Tiongkok merupakan negara yang sangat menghargai warisan leluhurnya, termasuk karya besar para filsuf Tiongkok kuno. Tradisi penghormatan pada leluhur ini mewujud nyata dalam konsistensi sikap untuk menempatkan manusia dan rakyat sebagai inti dari semua kebijakan tata kelola bernegara dan kebijakan luar negeri. Menjaga keberlanjutan hidup manusia adalah inti kehidupan. Konsistensi pilihan sikap setiap pemimpin Tiongkok ini berlanjut hingga saat ini. Masyarakat Tiongkok di bawah kepemimpinan Presiden Xi Jinping, dengan ketulusan hati memberi bantuan kepada banyak negara yang saat ini sedang berjuang keras menghadapi pandemi Covid-19. Donasi ini diberikan Pemerintah Tiongkok dengan mengabaikan sentiment primordial seperti ras, agama, dan golongan politik apapun. Pilihan sikap mengabaikan semua jenis sentiment primordial dan golongan politik merupakan manifestasi dari inti filsafat tradisional ‘menjadikan manusia sebagai dasar’ yang pertama kali dikemukakan oleh Guan Zhong pada tahun 645 BC. Donasi kemanusiaan telah diberikan Tiongkok sebagai wujud kasih dan penghargaan kepada manusia dengan tidak membeda-bedakan manusia itu (impartiality), dengan mengabaikan perbedaan agama, suku bangsa dan golongan politik. Sejumlah donasi kemanusiaan itu diberikan kepada sejumlah Negara Muslim Iran, Iraq, Turki, Arab Saudi, Sudan, Suriah dan negara yang mayoritas penduduknya adalah beragama Islam seperti Indonesia dan Malaysia.

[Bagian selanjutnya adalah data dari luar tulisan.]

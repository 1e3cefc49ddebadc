//! Risk Engine
//!
//! Signal adapter + decision classifier. Pure functions, no I/O, no logging.
//! Input: InputKind, SignalBundle
//! Output: RiskOutcome

use super::rules::{
    FRAUD_PROBABILITY, HIGH_RISK_THRESHOLD, IMAGE_METADATA_WEIGHT, IMAGE_STEGANOGRAPHY_WEIGHT,
    MALWARE_PROBABILITY, MEDIUM_RISK_THRESHOLD, METADATA_SUSPICION, PHISHING_PROBABILITY,
    SCORE_DECIMALS, STEGANOGRAPHY_SCORE, THRESHOLD_DECIMALS,
};
use super::types::{InputKind, RiskLevel, RiskOutcome, SignalBundle};

// ============================================================================
// SIGNAL ADAPTER
// ============================================================================

/// Raw (unclamped) risk for a submission kind
pub fn compute_raw_risk(kind: InputKind, signals: &SignalBundle) -> f64 {
    match kind {
        InputKind::Text => signals.get(FRAUD_PROBABILITY),
        InputKind::Url => signals.get(PHISHING_PROBABILITY),
        InputKind::Document => signals.get(MALWARE_PROBABILITY),
        InputKind::Image => {
            IMAGE_METADATA_WEIGHT * signals.get(METADATA_SUSPICION)
                + IMAGE_STEGANOGRAPHY_WEIGHT * signals.get(STEGANOGRAPHY_SCORE)
        }
    }
}

// ============================================================================
// DECISION CLASSIFIER
// ============================================================================

/// Clamp into [0, 1]. NaN maps to 1.0.
pub fn clamp_risk(raw: f64) -> f64 {
    if raw.is_nan() {
        return 1.0;
    }
    raw.clamp(0.0, 1.0)
}

fn round_to(value: f64, decimals: i32) -> f64 {
    let factor = 10f64.powi(decimals);
    (value * factor).round() / factor
}

/// Round half away from zero to `SCORE_DECIMALS` places
pub fn round_score(value: f64) -> f64 {
    round_to(value, SCORE_DECIMALS)
}

/// Level for a clamped score. Thresholds are strict.
pub fn risk_level_for(score: f64) -> RiskLevel {
    if score > HIGH_RISK_THRESHOLD {
        RiskLevel::High
    } else if score > MEDIUM_RISK_THRESHOLD {
        RiskLevel::Medium
    } else {
        RiskLevel::Low
    }
}

/// Main classification function
///
/// Thresholds are applied to the clamped value before score rounding, so a
/// raw risk of 0.8000001 is HIGH even though its persisted score is 0.8.
/// Arithmetic noise below `THRESHOLD_DECIMALS` never moves a value across a
/// threshold.
pub fn classify(raw_risk: f64) -> RiskOutcome {
    let clamped = clamp_risk(raw_risk);
    let risk_level = risk_level_for(round_to(clamped, THRESHOLD_DECIMALS));

    RiskOutcome {
        risk_score: round_score(clamped),
        risk_level,
        decision: risk_level.decision(),
    }
}

/// Adapter + classifier in one call
pub fn evaluate(kind: InputKind, signals: &SignalBundle) -> RiskOutcome {
    classify(compute_raw_risk(kind, signals))
}

// ============================================================================
// TESTS
// ============================================================================
//! Mock analyzer
//!
//! Stand-in for the model service: waits a configurable delay, then returns
//! uniform random signals with the vocabulary of each input kind.

use std::time::Duration;

use rand::Rng;

use super::{SignalAnalyzer, SignalReport};
use crate::risk::rules::{
    FRAUD_PROBABILITY, MALWARE_PROBABILITY, METADATA_SUSPICION, PHISHING_PROBABILITY,
    STEGANOGRAPHY_SCORE,
};
use crate::risk::SignalBundle;
use crate::AppResult;

/// Fraud probability above which the text sentiment reads negative
const NEGATIVE_SENTIMENT_THRESHOLD: f64 = 0.6;

#[derive(Debug, Clone)]
pub struct MockAnalyzer {
    latency: Duration,
}

impl MockAnalyzer {
    pub fn new(latency: Duration) -> Self {
        Self { latency }
    }

    /// No artificial delay
    #[cfg(test)]
    pub fn instant() -> Self {
        Self::new(Duration::ZERO)
    }

    async fn simulate_processing(&self) {
        if !self.latency.is_zero() {
            tokio::time::sleep(self.latency).await;
        }
    }
}

fn probability() -> f64 {
    rand::thread_rng().gen_range(0.0..=1.0)
}

/// Lowercased extension, or "unknown"
fn file_extension(filename: &str) -> String {
    match filename.rsplit_once('.') {
        Some((stem, ext)) if !stem.is_empty() && !ext.is_empty() => ext.to_ascii_lowercase(),
        _ => "unknown".to_string(),
    }
}

#[axum::async_trait]
impl SignalAnalyzer for MockAnalyzer {
    async fn analyze_text(&self, content: &str) -> AppResult<SignalReport> {
        self.simulate_processing().await;

        let fraud = probability();
        let sentiment = if fraud > NEGATIVE_SENTIMENT_THRESHOLD { "negative" } else { "neutral" };

        tracing::debug!("Mock text analysis ({} chars): fraud={:.3}", content.chars().count(), fraud);

        Ok(SignalReport::new(SignalBundle::new().with(FRAUD_PROBABILITY, fraud))
            .attribute("sentiment", sentiment))
    }

    async fn analyze_url(&self, url: &str) -> AppResult<SignalReport> {
        self.simulate_processing().await;

        let phishing = probability();
        tracing::debug!("Mock URL analysis {}: phishing={:.3}", url, phishing);

        Ok(SignalReport::new(SignalBundle::new().with(PHISHING_PROBABILITY, phishing))
            .attribute("domain_age", "1 month"))
    }

    async fn analyze_document(&self, filename: &str, content: &[u8]) -> AppResult<SignalReport> {
        self.simulate_processing().await;

        let malware = probability();
        tracing::debug!("Mock document analysis {} ({} bytes): malware={:.3}", filename, content.len(), malware);

        Ok(SignalReport::new(SignalBundle::new().with(MALWARE_PROBABILITY, malware))
            .attribute("file_type", file_extension(filename)))
    }

    async fn analyze_image(&self, filename: &str, content: &[u8]) -> AppResult<SignalReport> {
        self.simulate_processing().await;

        let metadata = probability();
        let steganography = probability();
        tracing::debug!(
            "Mock image analysis {} ({} bytes): metadata={:.3}, stego={:.3}",
            filename, content.len(), metadata, steganography
        );

        let signals = SignalBundle::new()
            .with(METADATA_SUSPICION, metadata)
            .with(STEGANOGRAPHY_SCORE, steganography);

        Ok(SignalReport::new(signals).attribute("format", file_extension(filename)))
    }
}
//! Authentication middleware

use axum::{
    extract::{State, Request},
    middleware::Next,
    response::Response,
    http::{header::AUTHORIZATION, HeaderMap},
};
use axum::extract::FromRequestParts;
use axum::http::request::Parts;
use uuid::Uuid;

use crate::{AppState, AppError};
use crate::handlers::auth::decode_jwt;
use crate::models::{User, UserRole};

/// Authenticated user attached to the request
#[derive(Debug, Clone)]
pub struct UserContext {
    pub user_id: Uuid,
    pub email: String,
    pub role: UserRole,
    pub ip_address: Option<String>,
}

/// RBAC: alerts are visible to bank admins and SOC analysts only
pub fn require_alert_reviewer(user: &UserContext) -> Result<(), AppError> {
    if !user.role.can_review_alerts() {
        tracing::warn!("Alert access denied for user {} with role '{}'", user.user_id, user.role.as_str());
        return Err(AppError::Forbidden);
    }
    Ok(())
}

/// Middleware: Require user JWT authentication
pub async fn require_user_auth(
    State(state): State<AppState>,
    mut req: Request,
    next: Next,
) -> Result<Response, AppError> {
    let token = extract_bearer_token(req.headers())?;

    let claims = decode_jwt(&token, &state.config.jwt_secret).map_err(|e| {
        tracing::warn!("JWT decode error: {:?}", e);
        e
    })?;

    let user_id = Uuid::parse_str(&claims.sub).map_err(|_| AppError::TokenInvalid)?;

    let user = User::find_by_id(&state.pool, user_id)
        .await?
        .ok_or_else(|| {
            tracing::warn!("User not found for token subject: {}", user_id);
            AppError::TokenInvalid
        })?;

    if !user.is_active {
        tracing::warn!("Inactive user attempted access: {}", user.email);
        return Err(AppError::InactiveUser);
    }

    tracing::debug!("Authenticated user: {}", user.email);

    let user_ctx = UserContext {
        user_id: user.id,
        role: user.role(),
        email: user.email,
        ip_address: client_ip(req.headers()),
    };

    req.extensions_mut().insert(user_ctx);

    Ok(next.run(req).await)
}

/// Extract bearer token from Authorization header
fn extract_bearer_token(headers: &HeaderMap) -> Result<String, AppError> {
    let auth_header = headers
        .get(AUTHORIZATION)
        .ok_or(AppError::Unauthorized)?
        .to_str()
        .map_err(|_| AppError::Unauthorized)?;

    match auth_header.strip_prefix("Bearer ") {
        Some(token) if !token.trim().is_empty() => Ok(token.trim().to_string()),
        _ => Err(AppError::Unauthorized),
    }
}

/// First address in X-Forwarded-For, if any
pub fn client_ip(headers: &HeaderMap) -> Option<String> {
    headers
        .get("X-Forwarded-For")
        .and_then(|v| v.to_str().ok())
        .and_then(|s| s.split(',').next())
        .map(|s| s.trim().to_string())
        .filter(|s| !s.is_empty())
}

// Implement FromRequestParts for UserContext
#[axum::async_trait]
impl<S> FromRequestParts<S> for UserContext
where
    S: Send + Sync,
{
    type Rejection = AppError;

    async fn from_request_parts(parts: &mut Parts, _state: &S) -> Result<Self, Self::Rejection> {
        parts.extensions
            .get::<UserContext>()
            .cloned()
            .ok_or(AppError::Unauthorized)
    }
}

#[cfg(test)]
mod tests {
    use super::*;
    use axum::http::HeaderValue;

    fn headers_with(name: &'static str, value: &'static str) -> HeaderMap {
        let mut headers = HeaderMap::new();
        headers.insert(name, HeaderValue::from_static(value));
        headers
    }

    #[test]
    fn test_bearer_extraction() {
        let headers = headers_with("authorization", "Bearer abc.def.ghi");
        assert_eq!(extract_bearer_token(&headers).unwrap(), "abc.def.ghi");
    }

    #[test]
    fn test_missing_or_malformed_bearer() {
        assert!(matches!(extract_bearer_token(&HeaderMap::new()), Err(AppError::Unauthorized)));
        let basic = headers_with("authorization", "Basic dXNlcjpwYXNz");
        assert!(matches!(extract_bearer_token(&basic), Err(AppError::Unauthorized)));
        let empty = headers_with("authorization", "Bearer ");
        assert!(matches!(extract_bearer_token(&empty), Err(AppError::Unauthorized)));
    }

    #[test]
    fn test_client_ip_from_forwarded_for() {
        let headers = headers_with("x-forwarded-for", "203.0.113.7, 10.0.0.1");
        assert_eq!(client_ip(&headers).as_deref(), Some("203.0.113.7"));
        assert_eq!(client_ip(&HeaderMap::new()), None);
    }

    #[test]
    fn test_alert_reviewer_roles() {
        let mut user = UserContext {
            user_id: Uuid::new_v4(),
            email: "u@example.com".to_string(),
            role: UserRole::User,
            ip_address: None,
        };
        assert!(matches!(require_alert_reviewer(&user), Err(AppError::Forbidden)));

        user.role = UserRole::SocAnalyst;
        assert!(require_alert_reviewer(&user).is_ok());
    }
}
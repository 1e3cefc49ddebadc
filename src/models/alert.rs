//! Alert model

use serde::{Deserialize, Serialize};
use sqlx::{FromRow, PgExecutor, PgPool};
use uuid::Uuid;
use chrono::{DateTime, Utc};

use crate::risk::InputKind;

pub const ALERT_PENDING: &str = "PENDING";

#[derive(Debug, Clone, Serialize, Deserialize, FromRow)]
pub struct Alert {
    pub id: Uuid,
    pub analysis_id: Uuid,
    pub alert_type: String,
    pub sent_to: Option<String>,
    pub status: String,
    pub created_at: DateTime<Utc>,
}

#[derive(Debug, Deserialize, Default)]
pub struct AlertFilter {
    pub status: Option<String>,
    pub limit: Option<i64>,
}

impl Alert {
    /// Alert type for a blocked submission of `kind`
    pub fn type_for(kind: InputKind) -> String {
        format!("HIGH_RISK_{}", kind.as_str())
    }

    pub async fn create<'e, E>(executor: E, analysis_id: Uuid, kind: InputKind) -> Result<Self, sqlx::Error>
    where
        E: PgExecutor<'e>,
    {
        sqlx::query_as::<_, Alert>(
            r#"
            INSERT INTO alerts (analysis_id, alert_type, status)
            VALUES ($1, $2, $3)
            RETURNING *
            "#
        )
        .bind(analysis_id)
        .bind(Self::type_for(kind))
        .bind(ALERT_PENDING)
        .fetch_one(executor)
        .await
    }

    pub async fn list(pool: &PgPool, filter: AlertFilter) -> Result<Vec<Self>, sqlx::Error> {
        let limit = filter.limit.unwrap_or(50).clamp(1, 200);
        let status = filter.status.map(|s| s.to_ascii_uppercase());

        sqlx::query_as::<_, Alert>(
            r#"
            SELECT * FROM alerts
            WHERE ($1::TEXT IS NULL OR status = $1)
            ORDER BY created_at DESC
            LIMIT $2
            "#
        )
        .bind(status)
        .bind(limit)
        .fetch_all(pool)
        .await
    }
}

#[cfg(test)]
mod tests {
    use super::*;

    #[test]
    fn test_alert_type_per_kind() {
        assert_eq!(Alert::type_for(InputKind::Text), "HIGH_RISK_TEXT");
        assert_eq!(Alert::type_for(InputKind::Document), "HIGH_RISK_DOCUMENT");
    }
}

Bantuan kemanusiaan ini sangat bermakna besar saat negara-negara tersebut sangat membutuhkan dukungan moral dan material dalam menghadapi pandemic Covid-19. Pilihan sikap Tiongkok yang memberi bantuan kepada negara Islam dan negara berpenduduk mayoritas Islam ketika negara-negara tersebut membutuhkan bantuan adalah wujud nyata sikap demokrasi sejati. Demokrasi yang sejati selalu menempatkan manusia sebagai akar dan sekaligus tujuan kebijakan politik termasuk politik luar negeri. Kebajikan utama menempatkan manusia sebagai inti dalam struktur politik dengan mengabaikan latar belakang primordialisme agama merupakan substansi dasar atas penghargaan tinggi kepada hak asasi manusia. Prinsip ini merupakan hakikat demokrasi. Namun, ide demokrasi saat ini disempitkan maknanya hanya dalam konteks kuantitatif pemilihan umum (general election). Metode pemungutan suara yang demokratis sebenarnya hanya memberikan rasa partisipasi politik bagi kebanyakan orang. Sementara itu Demokrasi sejatinya bukan hanya sekedar representasi suara dalam setiap pemilihan umum. Menilai demokrasi dari konteks pemilihan umum sesungguhnya sangat menyempitkan hakikat demokrasi. Hakikat subsantif demokrasi adalah menjadikan kehidupan manusia dan masyarakat sebagai akar dan tujuan setiap kebijakan politik negara dan kebijakan luar negeri, dan seluruh tata kelola politik diorientasikan pada kehidupan manusia dan masyarakat.